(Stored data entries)

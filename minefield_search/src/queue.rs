// Min-priority queue shared by both search engines.
//
// Wraps a `BinaryHeap` with reversed ordering to give a min-heap over
// `(priority, sequence)` keys. The monotonic sequence counter makes ties on
// priority break by insertion order — first inserted among equals pops first —
// which keeps settlement order fully deterministic.
//
// The queue never deduplicates: the engines may push the same node several
// times as cheaper paths to it are discovered, and discard stale entries on
// extraction via their settled-set.
//
// See also: `search.rs` for the engines driving this queue.

use std::cmp::Ordering;
use std::collections::BinaryHeap;

/// Entry in the pending set (min-heap via reversed ordering).
#[derive(Clone, Debug)]
struct Entry<T> {
    priority: f32,
    /// Unique ordering key for deterministic tiebreaking among equal
    /// priorities. Lower values pop first.
    sequence: u64,
    item: T,
}

impl<T> PartialEq for Entry<T> {
    fn eq(&self, other: &Self) -> bool {
        self.priority.total_cmp(&other.priority) == Ordering::Equal
            && self.sequence == other.sequence
    }
}

impl<T> Eq for Entry<T> {}

impl<T> PartialOrd for Entry<T> {
    fn partial_cmp(&self, other: &Self) -> Option<Ordering> {
        Some(self.cmp(other))
    }
}

impl<T> Ord for Entry<T> {
    fn cmp(&self, other: &Self) -> Ordering {
        // Reversed for min-heap: smallest (priority, sequence) is "greatest".
        other
            .priority
            .total_cmp(&self.priority)
            .then_with(|| other.sequence.cmp(&self.sequence))
    }
}

/// Min-priority queue over `(item, priority)` pairs.
#[derive(Clone, Debug)]
pub struct MinQueue<T> {
    heap: BinaryHeap<Entry<T>>,
    next_sequence: u64,
}

impl<T> MinQueue<T> {
    pub fn new() -> Self {
        Self {
            heap: BinaryHeap::new(),
            next_sequence: 0,
        }
    }

    /// Insert an item with the given priority. Duplicate items with
    /// different priorities may be pending simultaneously.
    pub fn push(&mut self, item: T, priority: f32) {
        let sequence = self.next_sequence;
        self.next_sequence += 1;
        self.heap.push(Entry {
            priority,
            sequence,
            item,
        });
    }

    /// Extract the lowest-priority pending item.
    pub fn pop(&mut self) -> Option<T> {
        self.heap.pop().map(|entry| entry.item)
    }

    /// Number of pending entries (counting duplicates).
    pub fn len(&self) -> usize {
        self.heap.len()
    }

    pub fn is_empty(&self) -> bool {
        self.heap.is_empty()
    }
}

impl<T> Default for MinQueue<T> {
    fn default() -> Self {
        Self::new()
    }
}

TASK DESCRIPTION:
Write an exact transcription of every entry above.

WRITTEN REPLY:
filename minefield_search/src/queue.rs
// Min-priority queue shared by both search engines.
//
// Wraps a `BinaryHeap` with reversed ordering to give a min-heap over
// `(priority, sequence)` keys. The monotonic sequence counter makes ties on
// priority break by insertion order — first inserted among equals pops first —
// which keeps settlement order fully deterministic.
//
// The queue never deduplicates: the engines may push the same node several
// times as cheaper paths to it are discovered, and discard stale entries on
// extraction via their settled-set.
//
// See also: `search.rs` for the engines driving this queue.

use std::cmp::Ordering;
use std::collections::BinaryHeap;

/// Entry in the pending set (min-heap via reversed ordering).
#[derive(Clone, Debug)]
struct Entry<T> {
    priority: f32,
    /// Unique ordering key for deterministic tiebreaking among equal
    /// priorities. Lower values pop first.
    sequence: u64,
    item: T,
}

impl<T> PartialEq for Entry<T> {
    fn eq(&self, other: &Self) -> bool {
        self.priority.total_cmp(&other.priority) == Ordering::Equal
            && self.sequence == other.sequence
    }
}

impl<T> Eq for Entry<T> {}

impl<T> PartialOrd for Entry<T> {
    fn partial_cmp(&self, other: &Self) -> Option<Ordering> {
        Some(self.cmp(other))
    }
}

impl<T> Ord for Entry<T> {
    fn cmp(&self, other: &Self) -> Ordering {
        // Reversed for min-heap: smallest (priority, sequence) is "greatest".
        other
            .priority
            .total_cmp(&self.priority)
            .then_with(|| other.sequence.cmp(&self.sequence))
    }
}

/// Min-priority queue over `(item, priority)` pairs.
#[derive(Clone, Debug)]
pub struct MinQueue<T> {
    heap: BinaryHeap<Entry<T>>,
    next_sequence: u64,
}

impl<T> MinQueue<T> {
    pub fn new() -> Self {
        Self {
            heap: BinaryHeap::new(),
            next_sequence: 0,
        }
    }

    /// Insert an item with the given priority. Duplicate items with
    /// different priorities may be pending simultaneously.
    pub fn push(&mut self, item: T, priority: f32) {
        let sequence = self.next_sequence;
        self.next_sequence += 1;
        self.heap.push(Entry {
            priority,
            sequence,
            item,
        });
    }

    /// Extract the lowest-priority pending item.
    pub fn pop(&mut self) -> Option<T> {
        self.heap.pop().map(|entry| entry.item)
    }

    /// Number of pending entries (counting duplicates).
    pub fn len(&self) -> usize {
        self.heap.len()
    }

    pub fn is_empty(&self) -> bool {
        self.heap.is_empty()
    }
}

impl<T> Default for MinQueue<T> {
    fn default() -> Self {
        Self::new()
    }
}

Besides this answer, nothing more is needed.